Print version ISSN 0124-0064

Rev. salud pública vol.13 no.6 Bogotá Nov./Dec. 2011

 

 

NECOBELAC supporting Open Access, a path to open science

 


 

On the occasion of the International Open Access week, a global event now in its 5th year, promoting Open Access (OA) as a new norm in scholarship and research, we, the NECOBELAC (Network of collaboration between Europe and Latin American Caribbean (LAC) countries to spread know-how in scientific writing and provide the best tools to exploit open access information for the safeguard of public health) project partners, wish to stimulate the scientific community to take action and make their work open access to disseminate free health information worldwide.
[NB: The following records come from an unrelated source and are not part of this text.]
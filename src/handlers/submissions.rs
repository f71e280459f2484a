//! Contact form and submission review handlers

use axum::{
    extract::Path,
    http::{HeaderMap, StatusCode},
    response::{IntoResponse, Response},
    Extension, Json,
};

use super::{editor_from_headers, ApiResult, RuntimeState};
use crate::domain::models::FormSubmissionPatch;
use crate::domain::services::ContactFormInput;

/// POST /api/contact
/// Public; validated before anything is stored
pub async fn submit_contact_handler(
    Extension(runtime): RuntimeState,
    Json(form): Json<ContactFormInput>,
) -> ApiResult<Response> {
    let submission = form.validate()?;
    let stored = runtime.repository.add_form_submission(submission).await?;
    Ok((StatusCode::CREATED, Json(stored)).into_response())
}

/// GET /api/submissions
/// Newest first
pub async fn list_submissions_handler(
    Extension(runtime): RuntimeState,
    headers: HeaderMap,
) -> ApiResult<Response> {
    editor_from_headers(&runtime, &headers).await?;
    Ok(Json(runtime.repository.get_form_submissions().await).into_response())
}

/// PATCH /api/submissions/{id}
pub async fn update_submission_handler(
    Extension(runtime): RuntimeState,
    headers: HeaderMap,
    Path(id): Path<String>,
    Json(patch): Json<FormSubmissionPatch>,
) -> ApiResult<Response> {
    editor_from_headers(&runtime, &headers).await?;

    match runtime.repository.update_form_submission(&id, patch).await? {
        Some(updated) => Ok(Json(updated).into_response()),
        None => Ok(StatusCode::NOT_FOUND.into_response()),
    }
}

#[cfg(test)]
mod tests {
    use super::super::test_support::{send, test_app};
    use axum::http::StatusCode;
    use serde_json::json;

    fn ram_form() -> serde_json::Value {
        json!({
            "name": "Ram Shrestha",
            "email": "ram@example.com",
            "subject": "Website Quote",
            "message": "Please send a quote for a company website."
        })
    }

    #[tokio::test]
    async fn test_contact_form_flow() {
        let (app, token) = test_app().await;

        let (status, created) = send(&app, "POST", "/api/contact", None, Some(ram_form())).await;
        assert_eq!(status, StatusCode::CREATED);
        assert_eq!(created["status"], "new");

        let (status, _) = send(&app, "GET", "/api/submissions", None, None).await;
        assert_eq!(status, StatusCode::UNAUTHORIZED);

        let (status, list) = send(&app, "GET", "/api/submissions", Some(&token), None).await;
        assert_eq!(status, StatusCode::OK);
        assert_eq!(list.as_array().unwrap().len(), 1);
        assert_eq!(list[0]["name"], "Ram Shrestha");

        let uri = format!("/api/submissions/{}", created["id"].as_str().unwrap());
        let (status, updated) = send(&app, "PATCH", &uri, Some(&token), Some(json!({"status": "read"}))).await;
        assert_eq!(status, StatusCode::OK);
        assert_eq!(updated["status"], "read");
        assert_eq!(updated["message"], created["message"]);
    }

    #[tokio::test]
    async fn test_invalid_form_reports_fields() {
        let (app, _) = test_app().await;
        let mut form = ram_form();
        form["email"] = json!("not-an-email");
        form["message"] = json!("short");

        let (status, body) = send(&app, "POST", "/api/contact", None, Some(form)).await;
        assert_eq!(status, StatusCode::UNPROCESSABLE_ENTITY);
        assert!(body["fields"]["email"].is_string());
        assert!(body["fields"]["message"].is_string());
    }

    #[tokio::test]
    async fn test_patch_unknown_submission() {
        let (app, token) = test_app().await;
        let (status, _) = send(
            &app,
            "PATCH",
            "/api/submissions/missing",
            Some(&token),
            Some(json!({"status": "archived"})),
        )
        .await;
        assert_eq!(status, StatusCode::NOT_FOUND);
    }
}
NECOBELAC is one of the many initiatives in support of OA; it is a project involving European and Latin American and Caribbean institutions to promote the diffusion of health information through a training programme, addressed to different stakeholders, aiming to improve scientific writing skills and create awareness on the OA publishing models (www.necobelac.eu).

OA to scientific publications has been consolidating as an international movement on the last decade, promoting the idea that scientific knowledge is a public good and OA represents a fair solution to account for publicly funded research. Yet, the potential of OA is far from being realized and lively debate is still persisting among stakeholders about the economic sustainability of the model due to the high charges for article publication and legal restraints. In spite of this history, there is still limited take-up of OA by researchers and some feel uncertainty about how OA will be funded. These doubts are hindering progress.
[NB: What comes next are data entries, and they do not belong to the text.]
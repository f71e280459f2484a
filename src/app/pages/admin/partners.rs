use chrono::Utc;
use dioxus::prelude::*;

use crate::app::components::{optional, DeleteButton, FormField, Notice, NoticeBanner};
use crate::domain::models::PartnerItem;
use crate::domain::services::{is_valid_url, next_display_order, upsert_item};
use crate::server_fns::{delete_partner, save_partners};
use crate::shared::errors::ValidationErrors;
use crate::shared::hooks::{use_auth, use_content};

fn validate_partner(partner: &PartnerItem) -> ValidationErrors {
    let mut errors = ValidationErrors::new();
    if partner.name.trim().is_empty() {
        errors.add("name", "Name is required");
    }
    if let Some(website) = partner.website.as_deref() {
        if !is_valid_url(website) {
            errors.add("website", "Please enter a valid URL");
        }
    }
    errors
}

#[component]
pub fn AdminPartners() -> Element {
    let auth = use_auth();
    let content = use_content();
    let mut editing = use_signal(|| None::<PartnerItem>);
    let mut notice = use_signal(|| None::<Notice>);
    let mut deleting = use_signal(|| None::<String>);

    let partners = content.snapshot().partners;

    let on_save = move |partner: PartnerItem| {
        let list = upsert_item(&content.snapshot().partners, partner);
        spawn(async move {
            let result = save_partners(auth.token(), list).await;
            if result.is_ok() {
                editing.set(None);
                content.refresh().await;
            }
            notice.set(Some(Notice::for_update(&result, "partners")));
        });
    };

    let list_for_new = partners.clone();
    rsx! {
        div { class: "c-admin-page",
            header { class: "c-admin-page__header",
                h1 { "Partners" }
                button {
                    class: "c-btn c-btn--primary",
                    onclick: move |_| {
                        editing.set(Some(PartnerItem::new("", next_display_order(&list_for_new))));
                    },
                    "+ Add partner"
                }
            }
            NoticeBanner { notice: notice }

            if let Some(partner) = editing.read().clone() {
                PartnerForm {
                    key: "{partner.id}",
                    initial: partner,
                    on_save: on_save,
                    on_cancel: move |_| editing.set(None),
                }
            }

            div { class: "c-grid",
                for partner in partners {
                    div { key: "{partner.id}", class: "c-card",
                        div { class: "c-card__header",
                            if let Some(logo) = partner.logo.clone() {
                                img { class: "c-partner__logo", src: "{logo}", alt: "{partner.name}" }
                            }
                            h3 { class: "c-card__title", "{partner.name}" }
                        }
                        div { class: "c-card__body",
                            if let Some(description) = partner.description.clone() {
                                p { "{description}" }
                            }
                            if let Some(website) = partner.website.clone() {
                                a { href: "{website}", target: "_blank", "{website}" }
                            }
                        }
                        div { class: "c-card__footer",
                            button {
                                class: "c-btn c-btn--ghost c-btn--sm",
                                onclick: {
                                    let partner = partner.clone();
                                    move |_| editing.set(Some(partner.clone()))
                                },
                                "Edit"
                            }
                            DeleteButton {
                                item_label: partner.name.clone(),
                                is_loading: deleting.read().as_deref() == Some(partner.id.as_str()),
                                on_confirm: {
                                    let id = partner.id.clone();
                                    move |_| {
                                        let id = id.clone();
                                        deleting.set(Some(id.clone()));
                                        spawn(async move {
                                            let result = delete_partner(auth.token(), id).await;
                                            if result.is_ok() {
                                                content.refresh().await;
                                            }
                                            notice.set(Some(Notice::for_update(&result, "partners")));
                                            deleting.set(None);
                                        });
                                    }
                                },
                            }
                        }
                    }
                }
            }
        }
    }
}

#[component]
fn PartnerForm(
    initial: PartnerItem,
    on_save: EventHandler<PartnerItem>,
    on_cancel: EventHandler<()>,
) -> Element {
    let base = initial.clone();
    let mut name = use_signal(|| initial.name.clone());
    let mut logo = use_signal(|| initial.logo.clone().unwrap_or_default());
    let mut description = use_signal(|| initial.description.clone().unwrap_or_default());
    let mut website = use_signal(|| initial.website.clone().unwrap_or_default());
    let mut category = use_signal(|| initial.category.clone().unwrap_or_default());
    let mut order = use_signal(|| initial.display_order.to_string());
    let mut errors = use_signal(ValidationErrors::new);

    let submit = move |evt: FormEvent| {
        evt.prevent_default();
        let partner = PartnerItem {
            name: name.read().trim().to_string(),
            logo: optional(&logo.read()),
            description: optional(&description.read()),
            website: optional(&website.read()),
            category: optional(&category.read()),
            display_order: order.read().trim().parse().unwrap_or(0),
            updated_at: Utc::now(),
            ..base.clone()
        };
        let field_errors = validate_partner(&partner);
        if field_errors.is_empty() {
            on_save.call(partner);
        }
        errors.set(field_errors);
    };

    let field_errors = errors.read().clone();

    rsx! {
        form { class: "c-form c-admin-form", onsubmit: submit,
            FormField { label: "Name", error: field_errors.get("name").map(str::to_string),
                input { class: "c-form__input", value: "{name}", oninput: move |evt| name.set(evt.value()) }
            }
            FormField { label: "Logo URL", error: None,
                input { class: "c-form__input", value: "{logo}", oninput: move |evt| logo.set(evt.value()) }
            }
            FormField { label: "Description", error: None,
                textarea {
                    class: "c-form__input",
                    rows: "2",
                    value: "{description}",
                    oninput: move |evt| description.set(evt.value()),
                }
            }
            FormField { label: "Website", error: field_errors.get("website").map(str::to_string),
                input { class: "c-form__input", value: "{website}", oninput: move |evt| website.set(evt.value()) }
            }
            FormField { label: "Category", error: None,
                input { class: "c-form__input", value: "{category}", oninput: move |evt| category.set(evt.value()) }
            }
            FormField { label: "Display order", error: None,
                input {
                    class: "c-form__input",
                    r#type: "number",
                    value: "{order}",
                    oninput: move |evt| order.set(evt.value()),
                }
            }
            div { class: "c-admin-form__actions",
                button { class: "c-btn c-btn--primary", r#type: "submit", "Save partner" }
                button {
                    class: "c-btn c-btn--ghost",
                    r#type: "button",
                    onclick: move |_| on_cancel.call(()),
                    "Cancel"
                }
            }
        }
    }
}

#[cfg(test)]
mod tests {
    use super::*;

    #[test]
    fn test_partner_needs_name_and_valid_site() {
        let mut partner = PartnerItem::new("", 1);
        partner.website = Some("not a url".to_string());
        let errors = validate_partner(&partner);
        assert!(errors.get("name").is_some());
        assert!(errors.get("website").is_some());

        partner.name = "AWS".to_string();
        partner.website = Some("https://aws.amazon.com".to_string());
        assert!(validate_partner(&partner).is_empty());
    }
}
How much research is democratically accessible at a global level? It has been estimated that currently, only about 20 % of all articles are available in OA, about 8 % in OA journals (the golden road) and 12 % in repositories (the green road). These low figures are probably due to the lack of awareness about OA benefits and the available solutions to the barriers authors and institutions may come across in making their work OA. However, OA uptake and OA infrastructure continues to grow.

The number of repositories has been growing steadily in the last 5 years (from 700 in 2006 to more than 2,100 repositories in the Directory of Open Access Repositories).The distribution of repositories worldwide closely follows the volume of scientific output, with 68 % of the repositories established in Europe and North America, 17 % in Asia, and almost 7 % in South America. In order to encourage the self-archiving of publications into repositories, policies and legislation have been established in several countries.

Since the Budapest, Berlin and Bethesda Declarations in favour of OA, in 2002-2003, there was an immediate increase in OA journals. To date, the Directory of Open Access Journals registers 7,144 journals in 116 countries. OA journals prevail in emerging regions, particularly Latin America with good quality OA journals, such as those published by the SciELO program. As regards public health research in Latin America, the golden road has been prevailing, and the number of OA repositories has also been growing at a rapid pace in recent years. 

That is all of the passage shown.